If the association is bound, it would seem to be not upon the bonds in question, but by virtue of a new and independent contract or obligation, assumed by it in favor of the holders, by way of guaranty of their payment, in order to give them greater currency and credit, no doubt, and which was not only assumed subsequent to the execution of the bonds by the State, but formed no part of this obligation, as will be seen by reference to the opinion in the Lesassier and Binder case, into which it also is copied. There is here no obligation by which the State binds herself for another already bound to satisfy the obligation in case that other does not. '• These are no accessory but original and principal obligations, not payable contingently, but absolutely and at all events. They are unquestioned and unquestionably debts of the State of Louisiana, possessing all the requisites and characteristics, as we held in the Lesassier and Binder case, which entitled them to be exchanged for con*1153solidated bonds, under the provisions of the funding bill and its amendment. No distinction is made against them by the broad and general terms either of the act or of the constitutional amendment. By the third section of the original funding act it is provided that upon application by the holders new consolidated bonds “ shall be exchanged by the Board of Liquidation for all valid outstanding bonds of the State.” Those now under consideration are both valid and outstanding. The fact that they were at one time classed by the Auditor in his report as contingent liabilities of the State could not and does not change their form or obligation. Neither does the amount of issues of consolidated bonds provided for in the funding bill, of which it need only be remarked that if found insufficient that is a matter under legislative control, and, at all events, no such ground of defense is set up in the present case. So far as appears, and we are informed by the Auditor’s report and this record there is no obstacle on this score to the funding of the relators’ bonds and coupons. It has been argued with great earnestness that there are very marked distinctions between the bonds issued to the Consolidated Association and those issued to or on account of the Citizens’ Bank — a matter we are not called on to determine in this case, however.
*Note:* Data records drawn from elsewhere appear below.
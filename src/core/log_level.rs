//! Log level definitions

use super::error::LoggerError;
use serde::{Deserialize, Serialize};
use std::fmt;
use std::str::FromStr;

#[derive(Debug, Clone, Copy, PartialEq, Eq, PartialOrd, Ord, Hash, Serialize, Deserialize)]
#[derive(Default)]
#[serde(rename_all = "lowercase")]
pub enum LogLevel {
    Trace = 0,
    Debug = 1,
    #[default]
    Info = 2,
    Warn = 3,
    Error = 4,
    Fatal = 5,
}

impl LogLevel {
    /// All levels in ascending severity order
    pub const ALL: [LogLevel; 6] = [
        LogLevel::Trace,
        LogLevel::Debug,
        LogLevel::Info,
        LogLevel::Warn,
        LogLevel::Error,
        LogLevel::Fatal,
    ];

    /// Lowercase name as it appears between the brackets of an output line
    pub fn as_str(&self) -> &'static str {
        match self {
            LogLevel::Trace => "trace",
            LogLevel::Debug => "debug",
            LogLevel::Info => "info",
            LogLevel::Warn => "warn",
            LogLevel::Error => "error",
            LogLevel::Fatal => "fatal",
        }
    }

    /// Position of this level in [`LogLevel::ALL`]
    #[inline]
    pub const fn index(self) -> usize {
        self as usize
    }

    /// Recover a level from its discriminant.
    ///
    /// # Panics
    ///
    /// Panics if `index` does not name a level. Levels only come from this
    /// enum, so an out-of-range index is a bug in the caller.
    pub(crate) fn from_index(index: usize) -> Self {
        match Self::ALL.get(index) {
            Some(level) => *level,
            None => panic!("unrecognized log level discriminant: {}", index),
        }
    }
}

impl fmt::Display for LogLevel {
    fn fmt(&self, f: &mut fmt::Formatter<'_>) -> fmt::Result {
        f.write_str(self.as_str())
    }
}

impl FromStr for LogLevel {
    type Err = LoggerError;

    fn from_str(s: &str) -> Result<Self, Self::Err> {
        match s.trim().to_lowercase().as_str() {
            "trace" => Ok(LogLevel::Trace),
            "debug" => Ok(LogLevel::Debug),
            "info" => Ok(LogLevel::Info),
            "warn" | "warning" => Ok(LogLevel::Warn),
            "error" => Ok(LogLevel::Error),
            "fatal" => Ok(LogLevel::Fatal),
            _ => Err(LoggerError::config(
                "level",
                format!("invalid log level: '{}'", s),
            )),
        }
    }
}

/// Minimum-level threshold held by an emitter.
///
/// Every [`LogLevel`] has a matching variant; `Off` sits above `Fatal` and
/// suppresses all output.
#[derive(Debug, Clone, Copy, PartialEq, Eq, PartialOrd, Ord, Hash, Serialize, Deserialize)]
#[derive(Default)]
#[serde(rename_all = "lowercase")]
pub enum LevelFilter {
    #[default]
    Trace = 0,
    Debug = 1,
    Info = 2,
    Warn = 3,
    Error = 4,
    Fatal = 5,
    Off = 6,
}

impl LevelFilter {
    /// Whether a record at `level` passes this threshold
    #[inline]
    pub fn allows(self, level: LogLevel) -> bool {
        (level as u8) >= (self as u8)
    }

    /// The least severe level that still passes, or `None` for `Off`
    pub fn to_level(self) -> Option<LogLevel> {
        match self {
            LevelFilter::Off => None,
            filter => Some(LogLevel::from_index(filter as usize)),
        }
    }

    pub fn as_str(&self) -> &'static str {
        match self.to_level() {
            Some(level) => level.as_str(),
            None => "off",
        }
    }
}

impl From<LogLevel> for LevelFilter {
    fn from(level: LogLevel) -> Self {
        match level {
            LogLevel::Trace => LevelFilter::Trace,
            LogLevel::Debug => LevelFilter::Debug,
            LogLevel::Info => LevelFilter::Info,
            LogLevel::Warn => LevelFilter::Warn,
            LogLevel::Error => LevelFilter::Error,
            LogLevel::Fatal => LevelFilter::Fatal,
        }
    }
}

impl fmt::Display for LevelFilter {
    fn fmt(&self, f: &mut fmt::Formatter<'_>) -> fmt::Result {
        f.write_str(self.as_str())
    }
}

impl FromStr for LevelFilter {
    type Err = LoggerError;

    fn from_str(s: &str) -> Result<Self, Self::Err> {
        match s.trim().to_lowercase().as_str() {
            "off" | "none" => Ok(LevelFilter::Off),
            _ => s.parse::<LogLevel>().map(LevelFilter::from),
        }
    }
}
The judgment below made the mandamus peremptory. It was correct, and is affirmed.

Dissenting Opinion

Dissenting Opinion.

Spencer, J.

For the reasons stated in the ease of “ The State ex rel. N. O. Pacific Railroad Company vs. F. T. Nicholls, et al.,” I dissent from the decree in this case.

In my opinion it is matter of no moment whether the bonds issued to the Planters’ Association were or not absolute liabilities of the State, or merely “contingent” and conditional. It is clear to me from the proceedings of the Legislature in adopting the funding bill and in proposing the amendments of the Constitution relative thereto, that the Citizens’ Bank bonds and the Planters’ Association bonds were excepted and excluded from the funding scheme. The report of the Auditor, referred to in the Pacific Railroad case, classing these Planters’ Association bonds as “ contingent ” liabilities, does not, of course, make them “ contingent,” and in that decision we refer to them as “ contingent ” simply as a convenient mode of designating those bonds which were excluded from the proposed funding process, and because under that appellation they figured on the Auditor’s report, which served and was adopted as the basis of the funding bill and the accompanying amendments. I hold that these bonds can not be funded because the Legislature did not intend to embrace them in the scheme, and not because they are or not in fact *1154“contingent” debts of the State. This question was not raised or .brought to our notice in the Lesassier and Binder case, and in that case we simply decided that these bonds were absolute valid debts of the ■State, and I still think they are; but for the reasons stated they are not fundable.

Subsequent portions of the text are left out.